(Collected data entries)
---------------

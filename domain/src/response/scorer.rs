//! Candidate scoring: combines the primitives into one trigger.

use super::scoring::{
    MENTION_AI_DIRECTED, MENTION_BY_NAME, clamp_unit, conversation_flow, direct_mention,
    personality_alignment, topic_relevance,
};
use super::timing::{DelayPolicy, frequency_penalty, participation_ratio};
use super::trigger::{AiResponseTrigger, ScoreBreakdown, TriggerDecision};
use crate::conversation::{Conversation, Message};
use crate::persona::Persona;
use serde::{Deserialize, Serialize};

/// Weight of each score component in the total.
#[derive(Debug, Clone, Copy, PartialEq, Serialize, Deserialize)]
#[serde(default)]
pub struct ScoringWeights {
    pub topic_relevance: f64,
    pub personality_alignment: f64,
    pub conversation_flow: f64,
    pub direct_mention: f64,
}

impl Default for ScoringWeights {
    fn default() -> Self {
        Self {
            topic_relevance: 0.30,
            personality_alignment: 0.25,
            conversation_flow: 0.25,
            direct_mention: 0.20,
        }
    }
}

/// Everything the scorer needs besides the policy.
#[derive(Debug, Clone, Copy)]
pub struct CandidateInput<'a> {
    pub persona: &'a Persona,
    pub message: &'a Message,
    pub conversation: &'a Conversation,
    /// Recent listed messages, newest first.
    pub history: &'a [Message],
}

/// Scores one candidate persona against one message.
#[derive(Debug, Clone, Copy, PartialEq)]
pub struct CandidateScorer {
    pub weights: ScoringWeights,
    /// A candidate responds when its adjusted total is strictly above this.
    pub threshold: f64,
    pub delay: DelayPolicy,
}

impl Default for CandidateScorer {
    fn default() -> Self {
        Self {
            weights: ScoringWeights::default(),
            threshold: 0.30,
            delay: DelayPolicy::default(),
        }
    }
}

impl CandidateScorer {
    /// Produce the trigger for `input`.
    ///
    /// `jitter` is the random delay factor, drawn by the caller.
    pub fn score(&self, input: &CandidateInput<'_>, jitter: f64) -> AiResponseTrigger {
        let persona = input.persona;
        if input.message.is_authored_by(&persona.id) {
            return AiResponseTrigger::self_authored(persona.id.clone());
        }

        let content = input.message.content.as_str();
        let topic = topic_relevance(persona, content, &input.conversation.topic);
        let personality = personality_alignment(persona, content);
        let flow = conversation_flow(&persona.id, input.history);
        let mention = direct_mention(persona, content);

        let w = &self.weights;
        let weighted_topic = w.topic_relevance * topic;
        let weighted_personality = w.personality_alignment * personality;
        let weighted_flow = w.conversation_flow * flow;
        let weighted_mention = w.direct_mention * mention;
        let raw_total = weighted_topic + weighted_personality + weighted_flow + weighted_mention;

        let penalty = frequency_penalty(participation_ratio(&persona.id, input.history));
        let adjusted_total = raw_total * (1.0 - penalty);

        let should_respond = adjusted_total > self.threshold;
        let confidence = clamp_unit(adjusted_total);
        let decision = if should_respond {
            TriggerDecision::Respond
        } else {
            TriggerDecision::Skip
        };

        let breakdown = ScoreBreakdown {
            topic_relevance: weighted_topic,
            personality_alignment: weighted_personality,
            conversation_flow: weighted_flow,
            direct_mention: weighted_mention,
            frequency_penalty: penalty,
            raw_total,
            adjusted_total,
            threshold: self.threshold,
            decision,
        };

        AiResponseTrigger {
            persona_id: persona.id.clone(),
            should_respond,
            response_delay_ms: self.delay.response_delay(&persona.personality, confidence, jitter),
            response_confidence: confidence,
            trigger_reason: describe(&breakdown, topic, personality, flow, mention),
            score_breakdown: Some(breakdown),
        }
    }
}

/// Human-readable summary of the strongest signals.
fn describe(b: &ScoreBreakdown, topic: f64, personality: f64, flow: f64, mention: f64) -> String {
    let mut signals = Vec::new();

    if mention >= MENTION_BY_NAME {
        signals.push("mentioned by name");
    } else if mention >= MENTION_AI_DIRECTED {
        signals.push("question aimed at AI participants");
    }
    if topic >= 0.5 {
        signals.push("strong topic relevance");
    }
    if personality >= 0.3 {
        signals.push("personality fits the message");
    }
    if flow >= 0.5 {
        signals.push("conversation invites a new voice");
    }
    if b.frequency_penalty > 0.0 {
        signals.push("dampened by recent participation");
    }

    let summary = if signals.is_empty() {
        "no strong signal".to_string()
    } else {
        signals.join(", ")
    };

    format!(
        "{}: score {:.2} vs threshold {:.2} ({})",
        b.decision, b.adjusted_total, b.threshold, summary
    )
}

---------------

> **The task**: Retype the entries precisely as they stand.

> **Exercise result**:
filename domain/src/response/scorer.rs
//! Candidate scoring: combines the primitives into one trigger.

use super::scoring::{
    MENTION_AI_DIRECTED, MENTION_BY_NAME, clamp_unit, conversation_flow, direct_mention,
    personality_alignment, topic_relevance,
};
use super::timing::{DelayPolicy, frequency_penalty, participation_ratio};
use super::trigger::{AiResponseTrigger, ScoreBreakdown, TriggerDecision};
use crate::conversation::{Conversation, Message};
use crate::persona::Persona;
use serde::{Deserialize, Serialize};

/// Weight of each score component in the total.
#[derive(Debug, Clone, Copy, PartialEq, Serialize, Deserialize)]
#[serde(default)]
pub struct ScoringWeights {
    pub topic_relevance: f64,
    pub personality_alignment: f64,
    pub conversation_flow: f64,
    pub direct_mention: f64,
}

impl Default for ScoringWeights {
    fn default() -> Self {
        Self {
            topic_relevance: 0.30,
            personality_alignment: 0.25,
            conversation_flow: 0.25,
            direct_mention: 0.20,
        }
    }
}

/// Everything the scorer needs besides the policy.
#[derive(Debug, Clone, Copy)]
pub struct CandidateInput<'a> {
    pub persona: &'a Persona,
    pub message: &'a Message,
    pub conversation: &'a Conversation,
    /// Recent listed messages, newest first.
    pub history: &'a [Message],
}

/// Scores one candidate persona against one message.
#[derive(Debug, Clone, Copy, PartialEq)]
pub struct CandidateScorer {
    pub weights: ScoringWeights,
    /// A candidate responds when its adjusted total is strictly above this.
    pub threshold: f64,
    pub delay: DelayPolicy,
}

impl Default for CandidateScorer {
    fn default() -> Self {
        Self {
            weights: ScoringWeights::default(),
            threshold: 0.30,
            delay: DelayPolicy::default(),
        }
    }
}

impl CandidateScorer {
    /// Produce the trigger for `input`.
    ///
    /// `jitter` is the random delay factor, drawn by the caller.
    pub fn score(&self, input: &CandidateInput<'_>, jitter: f64) -> AiResponseTrigger {
        let persona = input.persona;
        if input.message.is_authored_by(&persona.id) {
            return AiResponseTrigger::self_authored(persona.id.clone());
        }

        let content = input.message.content.as_str();
        let topic = topic_relevance(persona, content, &input.conversation.topic);
        let personality = personality_alignment(persona, content);
        let flow = conversation_flow(&persona.id, input.history);
        let mention = direct_mention(persona, content);

        let w = &self.weights;
        let weighted_topic = w.topic_relevance * topic;
        let weighted_personality = w.personality_alignment * personality;
        let weighted_flow = w.conversation_flow * flow;
        let weighted_mention = w.direct_mention * mention;
        let raw_total = weighted_topic + weighted_personality + weighted_flow + weighted_mention;

        let penalty = frequency_penalty(participation_ratio(&persona.id, input.history));
        let adjusted_total = raw_total * (1.0 - penalty);

        let should_respond = adjusted_total > self.threshold;
        let confidence = clamp_unit(adjusted_total);
        let decision = if should_respond {
            TriggerDecision::Respond
        } else {
            TriggerDecision::Skip
        };

        let breakdown = ScoreBreakdown {
            topic_relevance: weighted_topic,
            personality_alignment: weighted_personality,
            conversation_flow: weighted_flow,
            direct_mention: weighted_mention,
            frequency_penalty: penalty,
            raw_total,
            adjusted_total,
            threshold: self.threshold,
            decision,
        };

        AiResponseTrigger {
            persona_id: persona.id.clone(),
            should_respond,
            response_delay_ms: self.delay.response_delay(&persona.personality, confidence, jitter),
            response_confidence: confidence,
            trigger_reason: describe(&breakdown, topic, personality, flow, mention),
            score_breakdown: Some(breakdown),
        }
    }
}

/// Human-readable summary of the strongest signals.
fn describe(b: &ScoreBreakdown, topic: f64, personality: f64, flow: f64, mention: f64) -> String {
    let mut signals = Vec::new();

    if mention >= MENTION_BY_NAME {
        signals.push("mentioned by name");
    } else if mention >= MENTION_AI_DIRECTED {
        signals.push("question aimed at AI participants");
    }
    if topic >= 0.5 {
        signals.push("strong topic relevance");
    }
    if personality >= 0.3 {
        signals.push("personality fits the message");
    }
    if flow >= 0.5 {
        signals.push("conversation invites a new voice");
    }
    if b.frequency_penalty > 0.0 {
        signals.push("dampened by recent participation");
    }

    let summary = if signals.is_empty() {
        "no strong signal".to_string()
    } else {
        signals.join(", ")
    };

    format!(
        "{}: score {:.2} vs threshold {:.2} ({})",
        b.decision, b.adjusted_total, b.threshold, summary
    )
}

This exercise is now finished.